先物の理論価格は、現時点で原資産を買い付けた(買付代金は短期金利で借入れ)場合と、現時点で先物を買い付けて、先物の満期日に原資産を受け入れた場合の金額は等しくなるはずです。
つまり、現時点の先物価格は原資産の価格より満期日までの原資産より生じる収入分低く、借入金利分高くなるはずです。

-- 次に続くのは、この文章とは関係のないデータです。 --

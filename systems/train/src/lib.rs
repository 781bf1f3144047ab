#![deny(
    unsafe_code,
    missing_docs,
    dead_code,
    unused_results,
    non_snake_case,
    unreachable_pub
)]

//! Train simulator that advances the train one cell per due step.
//!
//! The transition logic is a pure function of the train and the board so it
//! can be exercised without any clock. The [`TrainSimulator`] system only
//! decides *when* to evaluate it: the world announces [`Event::TrainStepDue`]
//! on its own cadence and the system answers with a single
//! [`Command::ResolveTrainStep`].

use log::debug;
use track_builder_core::{
    BoardView, CellCoord, CellKind, Command, DerailCause, Event, TrainState, TrainStatus, TrainStep,
    BONUS_REWARD, STEP_REWARD,
};

/// Pure system that reacts to due steps by computing the next train transition.
#[derive(Debug, Default)]
pub struct TrainSimulator;

impl TrainSimulator {
    /// Creates a new train simulator system.
    #[must_use]
    pub const fn new() -> Self {
        Self
    }

    /// Consumes world events and emits the next train step when one is due.
    pub fn handle(
        &mut self,
        events: &[Event],
        train: &TrainState,
        board: BoardView<'_>,
        out: &mut Vec<Command>,
    ) {
        if !events
            .iter()
            .any(|event| matches!(event, Event::TrainStepDue))
        {
            return;
        }

        out.push(Command::ResolveTrainStep {
            step: step(train, board),
        });
    }
}

/// Computes the transition the train undergoes on its next tick.
///
/// A running train looks up its cell on the path and tries to move to the
/// following cell. The move succeeds only when the occupied piece connects
/// toward the next cell and the next cell connects back, with the end cell
/// exempt from the second check. A train with nowhere left to go has arrived
/// when it stands on the end cell and has derailed otherwise. Idle and
/// finished trains stall.
#[must_use]
pub fn step(train: &TrainState, board: BoardView<'_>) -> TrainStep {
    if train.status() != TrainStatus::Running {
        return TrainStep::Stalled;
    }

    let Some(current) = train.position() else {
        return TrainStep::Stalled;
    };

    let path = train.path();
    let next = path
        .position_from(train.progress(), current)
        .and_then(|index| path.after(index));

    let Some(next) = next else {
        if current == board.end() {
            return TrainStep::Arrived;
        }
        return derail(current, DerailCause::PathExhausted);
    };

    let Some(direction) = current.direction_to(next) else {
        debug_assert!(false, "path step {current} -> {next} is not a unit step");
        return derail(current, DerailCause::NotAdjacent);
    };

    let leaves = board
        .cell(current)
        .is_some_and(|cell| cell.connects(direction));
    if !leaves {
        return derail(current, DerailCause::MissingExit);
    }

    let Some(destination) = board.cell(next) else {
        return derail(current, DerailCause::MissingEntry);
    };

    let enters =
        destination.kind() == CellKind::End || destination.connects(direction.opposite());
    if !enters {
        return derail(current, DerailCause::MissingEntry);
    }

    let reward = if destination.kind() == CellKind::Bonus {
        BONUS_REWARD
    } else {
        STEP_REWARD
    };

    TrainStep::Advanced {
        from: current,
        to: next,
        reward,
    }
}

/// Returns the train as it stands after its next tick.
#[must_use]
pub fn tick(train: &TrainState, board: BoardView<'_>) -> TrainState {
    let mut next = train.clone();
    next.apply(&step(train, board));
    next
}

fn derail(at: CellCoord, cause: DerailCause) -> TrainStep {
    debug!("train derails at {at}: {cause:?}");
    TrainStep::Derailed { at, cause }
}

先物の理論価格は、「原資産の価格-原資産の価格×{(原資産の利回り-借入金利)×日数÷365}」により求められます。

③オプション価格の一般的性質

 「借入金利が高いほどコールの価値は高い」
 短期金利が上昇すれば、コール・オプションのプレミアムは高くなります。逆に、プット・オプションのプレミアムは安くなります。資金調達をして現物資産を買い付ける場合、買付価格が同値であれば、今買うより将来買った方が、資金調達コスト分有利になります。また、短期金利が上昇すればするほど、その有利さは増大します。そのため、コール・オプションのプレミアムは、短期金利が上昇すればするほど高くなるのです。ただし、原資産が先物の場合、現物資産を買い付けるのと違って、資金調達コストはかからず、しかも短期金利が上昇すると将来のプレミアムの期待値を現在の価値に引き戻す金利が上昇することになるため、オプション・プレミアムは安くなります。プット・オプションの場合はどうでしょう。今、原資産を売却して資金運用するのと、将来同じ価格で売却するのを考えてみると、短期金利が上がれば上がるほど、今売却して資金運用した方が有利になります。そのため、プット・オプションのプレミアムは、短期金利が上昇すればするほど安くなるのです。